Граф Бруно продолжал своё общественное служение; вновь проснулась былая склонность его ума к науке и созерцанию, но теперь его интересы стали значительно глубже и шире. Работы, которые велись под его руководством в Базиликате по осушению болот и ирригации земель, привели к кое-каким археологическим открытиям, а те в свою очередь пробудили дух научных исканий и сорвали печать молчания, которую он наложил на свои уста двенадцать лет назад. Сначала он опубликовал несколько брошюр, затем несколько книг, присоединив к своим прежним глубоким знаниям учёного-эллиниста новые изыскания в области ориенталистики. И хотя аристократическая сдержанность заставляла его скрывать свою личность за строками научных исследований, любой умеющий читать угадывал в объективном изложении мыслей глубину самобытного и одинокого ума, а также гармонию стиля, характерную для культуры Средиземноморья. Почести сами пришли к нему. Иностранные академии, в том числе Парижская академия надписей, избрали его своим членом-корреспондентом. Жюльен Дави, который совсем иными путями пришёл в индологию, одним из первых постиг новое и в то же время древнее величие этого духа; он вступил с Бруно в переписку. Причиной послужило обсуждение пифагорийских текстов, которые Жюльен изучал для своих работ по истории науки; но вскоре оба перешли к самым сокровенным вопросам метафизической и религиозной мысли, и каждый сумел оценить искренность другого (ибо им обоим присуща была искренность), и оба в своём мышлении не раз подходили к самому краю бездны. Они стали друзьями, прежде чем осознали это, так как оба обладали равным запасом гордой сдержанности.
Оба они были слишком далеки от всех и всяческих политических фарсов и даже не могли представить себе, что в один прекрасный день вынуждены будут вмешаться в их ход. Но фарс стал трагедией («Commediante… Tragediante…»), и несчастьем их эпохи было то, что вожаки общественного мнения и признанные наставники, — как в области политики, так и в области интеллекта, — полностью отреклись от прежних идеалов, изменили им, в результате чего свобода Европы и все священные сокровища духа, завоёванные веками усилий, оказались добычей хищников, которые всё рвали на куски.

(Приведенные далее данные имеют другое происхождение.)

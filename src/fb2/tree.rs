//! A small owned XML tree built from `quick-xml` events.
//!
//! FB2 conversion needs mixed content (text, child, trailing text, child...)
//! and random access to `<binary>` elements, so the event stream is folded
//! into elements whose children keep text and elements in document order.
//! Text following a child element is that child's tail.

use quick_xml::Reader;
use quick_xml::escape::{resolve_predefined_entity, unescape};
use quick_xml::events::{BytesStart, Event};
use std::borrow::Cow;

#[derive(Debug, Clone, PartialEq, Eq)]
pub enum XmlNode {
    Element(XmlElement),
    Text(String),
}

#[derive(Debug, Clone, Default, PartialEq, Eq)]
pub struct XmlElement {
    /// Local name, prefix stripped.
    pub name: String,
    /// Qualified attribute names with unescaped values.
    pub attributes: Vec<(String, String)>,
    pub children: Vec<XmlNode>,
}

impl XmlElement {
    /// Attribute by local name; `href` matches `xlink:href` and `l:href`.
    /// Namespace declarations are never matched.
    pub fn attr(&self, local: &str) -> Option<&str> {
        self.attributes.iter().find_map(|(key, value)| {
            if key.starts_with("xmlns") {
                return None;
            }
            let key_local = key.rsplit_once(':').map_or(key.as_str(), |(_, l)| l);
            (key_local == local).then_some(value.as_str())
        })
    }

    /// Text before the first child element.
    pub fn text(&self) -> Option<&str> {
        match self.children.first() {
            Some(XmlNode::Text(text)) => Some(text),
            _ => None,
        }
    }

    pub fn elements(&self) -> impl Iterator<Item = &XmlElement> {
        self.children.iter().filter_map(|child| match child {
            XmlNode::Element(element) => Some(element),
            XmlNode::Text(_) => None,
        })
    }

    pub fn child(&self, name: &str) -> Option<&XmlElement> {
        self.elements().find(|element| element.name == name)
    }

    pub fn children_named<'a>(&'a self, name: &'a str) -> impl Iterator<Item = &'a XmlElement> {
        self.elements().filter(move |element| element.name == name)
    }

    /// Depth-first search over this element and everything below it.
    pub fn find<P>(&self, predicate: P) -> Option<&XmlElement>
    where
        P: Fn(&XmlElement) -> bool + Copy,
    {
        if predicate(self) {
            return Some(self);
        }
        self.elements().find_map(|element| element.find(predicate))
    }

    fn push_text(&mut self, text: &str) {
        if text.is_empty() {
            return;
        }
        match self.children.last_mut() {
            Some(XmlNode::Text(existing)) => existing.push_str(text),
            _ => self.children.push(XmlNode::Text(text.to_string())),
        }
    }
}

/// Parse a complete document into its root element.
///
/// Any well-formedness problem (mismatched or unclosed tags, bad attributes,
/// a missing root) is reported as a message; no partial tree is returned.
pub fn parse_document(xml: &str) -> Result<XmlElement, String> {
    let mut reader = Reader::from_reader(xml.as_bytes());
    let mut buf = Vec::new();
    let mut stack: Vec<XmlElement> = Vec::new();
    let mut root: Option<XmlElement> = None;

    loop {
        let event = reader
            .read_event_into(&mut buf)
            .map_err(|err| format!("{err} at byte {}", reader.error_position()))?;
        match event {
            Event::Start(e) => {
                if root.is_some() {
                    return Err("content after the root element".to_string());
                }
                stack.push(start_element(&reader, &e)?);
            }
            Event::Empty(e) => {
                let element = start_element(&reader, &e)?;
                attach(&mut stack, &mut root, element)?;
            }
            Event::End(_) => {
                let element = stack
                    .pop()
                    .ok_or_else(|| "unexpected closing tag".to_string())?;
                attach(&mut stack, &mut root, element)?;
            }
            Event::Text(e) => {
                if let Some(current) = stack.last_mut() {
                    let raw = decode(&reader, &e)?;
                    let text = unescape(&raw).unwrap_or(Cow::Borrowed(raw.as_str()));
                    current.push_text(&text);
                }
            }
            Event::CData(e) => {
                if let Some(current) = stack.last_mut() {
                    current.push_text(&decode(&reader, &e)?);
                }
            }
            Event::GeneralRef(e) => {
                if let Some(current) = stack.last_mut() {
                    let resolved = match e.resolve_char_ref() {
                        Ok(Some(ch)) => ch.to_string(),
                        Ok(None) => {
                            let name = e.decode().map_err(|err| err.to_string())?;
                            match resolve_predefined_entity(&name) {
                                Some(value) => value.to_string(),
                                None => format!("&{name};"),
                            }
                        }
                        Err(err) => return Err(err.to_string()),
                    };
                    current.push_text(&resolved);
                }
            }
            Event::Eof => break,
            _ => {}
        }
        buf.clear();
    }

    if let Some(open) = stack.last() {
        return Err(format!("unclosed element <{}> at end of document", open.name));
    }
    root.ok_or_else(|| "document has no root element".to_string())
}

fn decode<R>(reader: &Reader<R>, bytes: &[u8]) -> Result<String, String> {
    reader
        .decoder()
        .decode(bytes)
        .map(|text| text.into_owned())
        .map_err(|err| err.to_string())
}

fn start_element<R>(reader: &Reader<R>, e: &BytesStart<'_>) -> Result<XmlElement, String> {
    let name = decode(reader, e.local_name().as_ref())?;
    let mut attributes = Vec::new();
    for attr in e.attributes() {
        let attr = attr.map_err(|err| err.to_string())?;
        let key = decode(reader, attr.key.as_ref())?;
        let raw = decode(reader, attr.value.as_ref())?;
        let value = unescape(&raw)
            .map(Cow::into_owned)
            .unwrap_or(raw);
        attributes.push((key, value));
    }
    Ok(XmlElement {
        name,
        attributes,
        children: Vec::new(),
    })
}

fn attach(
    stack: &mut [XmlElement],
    root: &mut Option<XmlElement>,
    element: XmlElement,
) -> Result<(), String> {
    match stack.last_mut() {
        Some(parent) => parent.children.push(XmlNode::Element(element)),
        None if root.is_none() => *root = Some(element),
        None => return Err("content after the root element".to_string()),
    }
    Ok(())
}

#[cfg(test)]
mod tests {
    use super::*;

    #[test]
    fn keeps_mixed_content_in_order() {
        let root = parse_document("<p>one <em>two</em> three<br/>four</p>").unwrap();
        assert_eq!(root.name, "p");
        assert_eq!(root.text(), Some("one "));
        assert_eq!(root.children.len(), 5);
        assert_eq!(root.children[2], XmlNode::Text(" three".to_string()));
        assert_eq!(root.children[4], XmlNode::Text("four".to_string()));
    }

    #[test]
    fn resolves_entities_and_cdata() {
        let root = parse_document("<p>a &amp; b &#x41;&lt;<![CDATA[<raw>]]></p>").unwrap();
        assert_eq!(root.text(), Some("a & b A<<raw>"));
    }

    #[test]
    fn attributes_match_by_local_name() {
        let root = parse_document(
            r##"<image xmlns:l="http://www.w3.org/1999/xlink" l:href="#cover" id="i&amp;1"/>"##,
        )
        .unwrap();
        assert_eq!(root.attr("href"), Some("#cover"));
        assert_eq!(root.attr("id"), Some("i&1"));
        assert_eq!(root.attr("l"), None);
    }

    #[test]
    fn strips_element_prefixes() {
        let root = parse_document(r#"<fb:book xmlns:fb="urn:x"><fb:title>t</fb:title></fb:book>"#)
            .unwrap();
        assert_eq!(root.name, "book");
        assert_eq!(root.child("title").and_then(XmlElement::text), Some("t"));
    }

    #[test]
    fn finds_nested_elements() {
        let root = parse_document(r#"<a><b><c id="x"/></b><c id="y"/></a>"#).unwrap();
        let found = root.find(|e| e.name == "c" && e.attr("id") == Some("y"));
        assert!(found.is_some());
        assert!(root.find(|e| e.name == "missing").is_none());
    }

    #[test]
    fn mismatched_and_unclosed_tags_are_errors() {
        assert!(parse_document("<a><b></a>").is_err());
        assert!(parse_document("<a><b>text").is_err());
        assert!(parse_document("   ").is_err());
        assert!(parse_document("<a/><b/>").is_err());
    }
}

Поэтому-то людям, чьей совести ещё не выкололи глаза, — а таких людей было ох как немного! — пришлось выступить в несвойственной им роли — стражей и зачинателей. Кто способен выполнять эту роль в минуту кораблекрушения, тот и спасает. «Что ж, погибнем вместе! Но я погибну с открытыми глазами!»
Жюльен уже сбросил с глаз повязку, которую с исступлённой покорностью нацепляли его коллеги во время войны, лишь бы ничего не видеть. Он презрительно отверг все предложения участвовать в отравлении французского общественного мнения посредством лжи и ненависти. Так он своими руками разрушил мост, наверняка приводивший в академию. И мы уже знаем, что ему выпала честь быть освистанным группой храбрых тыловиков во время лекций в Коллеж де Франс. Но курс его лекций всё же закрыть поостереглись. У него нашлись защитники — он-то сам их не искал — люди благомыслящие, принадлежавшие к консервативно-католическому кругу, к которому принадлежал раньше и он сам: они испугались скандала, не пожелали выдать на растерзание одного из своих, в чьей щепетильной честности были уверены (и уважали её в глубине души). Они довольствовались тем, что накидывали густой флёр на «пораженческие» декларации, под которыми стояла компрометирующая подпись Жюльена. Впрочем, они появлялись редко, эти декларации, и были мало кому известны: цензура всякий раз проходилась по ним своими ножницами, а «alma sdegnosa»[311] чуралась всякой шумихи. Слишком проницателен был пессимизм Жюльена, чтобы он мог строить себе какие-то иллюзии относительно полезности своих одиноких выступлений. Он удовольствовался тем, что сказал своим собратьям-предателям: «Нет!»